Therapeutic alternatives in cases of intolerance or immunomodulation and RBV failure in SOTs remain unknown. Our patient was already treated according to standard recommendations: immunosuppression was lowered as much as possible, and the doses and duration of RBV were optimized most of the time, with adjunctive administration of EPO and blood transfusion when necessary. The results of the use of sofosbuvir alone or in combination with daclatasvir failed to demonstrate efficiency in vivo [9]. The use of sofosbuvir in association with RBV was not conclusive. In the single case of an SVR using sofosbuvir plus RBV in a KTR, RBV was doubled from 600 mg/d to 1200 mg/d during the combined therapy, so the RBV alone may be responsible for SVR [10].

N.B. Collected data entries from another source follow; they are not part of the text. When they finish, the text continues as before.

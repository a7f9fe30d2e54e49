use async_trait::async_trait;

use crate::modules::planet::domain::AppearanceCandidate;
use crate::shared::errors::AppResult;

/// Port (interface) for the external film catalog
/// Infrastructure layer implements this (SWAPI over HTTP)
#[cfg_attr(test, mockall::automock)]
#[async_trait]
pub trait AppearanceLookup: Send + Sync {
    /// Search the catalog for planets whose name contains `name`.
    ///
    /// Implementations make a single attempt and must return within a bounded time.
    async fn search(&self, name: &str) -> AppResult<Vec<AppearanceCandidate>>;
}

Rapid progression towards cirrhosis is frequent in immunosuppressed patients, especially in kidney and heart transplant recipients [19, 20]. PEG-IFN was used as an alternative to RBV monotherapy in liver transplant recipients. However, it was successfully prescribed in only 5 patients [3]. In contrast, because of its immunomodulatory effect, PEG-IFN was associated with a high risk of humoral and cellular rejection and renal failure in the context of HCV in kidney and liver transplant recipients, and it is contraindicated for SOT recipients other than the liver [3, 4]. Here, PEG-IFN successfully cured chronic HEV. RT-PCR was undetectable in plasma and faeces after 6 weeks. PEG-INF for chronic HEV in LTR was administered for 3 to 12 months in a previous study, and the dose varied from 135 to 180 μg/week [3]. We empirically prolonged treatment 12 weeks after virological clearance for a total of 6 months.

PEG-IFN treatment was successful despite the occurrence of 3 HEV polymerase variants, including the G1634R variant, after RBV treatment. RBV applies mutagenic pressure, which may result in an increment in quasispecies diversity or viral excretion in non-responding patients. The variants selected by RBV are characterized by mutations or single nucleotide variations (SNV). In a study of 63 SOT patients with chronic hepatitis E (genotype 3), the authors found that although its proportion was increased in patients whose RBV treatment failed, the presence of the SNV G1634R did not compromise the response to a second RBV treatment [7]. Another study highlighted the emergence of SNV G1634R during RBV treatment and subsequent treatment failure, and suggested that this mutation contributed to resistance [6].

In conclusion, in cases of RBV first line treatment failure (associated with a decrease of immunosuppression), prolonged treatment with PEG-IFN in kidney transplant recipients infected by HEV may be safe without acute or delayed graft rejection.